Based on information provided to the Company, the aggregate principal amount
of the Notes that are currently beneficially owned by Raymond James is $500,000,
all of which amount may be sold at this time pursuant to the Prospectus as
supplemented hereby. Raymond James was an initial purchaser of the Notes in the
Debt Offering and also was the managing underwriter in the Company's October
1994 public offering of 4,200,000 shares of Common Stock. In connection with
both such offerings, Raymond James received customary compensation for its
services. Additional information concerning the Selling Securityholders
(including Raymond James) may be set forth from time to time in additional
supplements to the Prospectus. The total outstanding aggregate principal amount
of the Notes is $80,500,000.
The closing price of the Company's Common Stock as reported on the Nasdaq
National Market on August 7, 1996 was $9.625 per share.

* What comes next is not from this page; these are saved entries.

//! Catalog error model.

use thiserror::Error;

/// Result type used across the catalog crates.
pub type CatalogResult<T> = Result<T, CatalogError>;

/// Catalog-level error.
///
/// The deterministic engine operations are total over well-typed input, so
/// the variants here only cover the remote-fetch boundary and strict
/// criteria validation.
#[derive(Debug, Error, Clone, PartialEq)]
pub enum CatalogError {
    /// The remote product listing could not be retrieved (transport failure
    /// or a non-success HTTP status). Recoverable; never retried
    /// automatically.
    #[error("catalog unavailable: {0}")]
    CatalogUnavailable(String),

    /// A criteria value failed validation (e.g. a negative price bound).
    #[error("invalid criterion: {0}")]
    InvalidCriterion(String),

    /// A product identifier was invalid (e.g. empty).
    #[error("invalid identifier: {0}")]
    InvalidId(String),
}

impl CatalogError {
    pub fn unavailable(msg: impl Into<String>) -> Self {
        Self::CatalogUnavailable(msg.into())
    }

    pub fn invalid_criterion(msg: impl Into<String>) -> Self {
        Self::InvalidCriterion(msg.into())
    }

    pub fn invalid_id(msg: impl Into<String>) -> Self {
        Self::InvalidId(msg.into())
    }
}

The Notes will be subordinated to all existing and future Senior
Indebtedness of the Company. At June 30, 1996, Senior Indebtedness was
approximately $6,300,000. The Indenture contains no limitations on the
incurrence of additional indebtedness or other liabilities by the Company.
Prior to this offering, there has been no public market for the Notes.
However, the Notes are eligible for trading in the Private Offerings, Resales
and Trading through Automated Linkages ("PORTAL") Market. Notes sold pursuant to
the Registration Statement will no longer be eligible for trading in the PORTAL
Market.
The date of this Prospectus Supplement is August 8, 1996.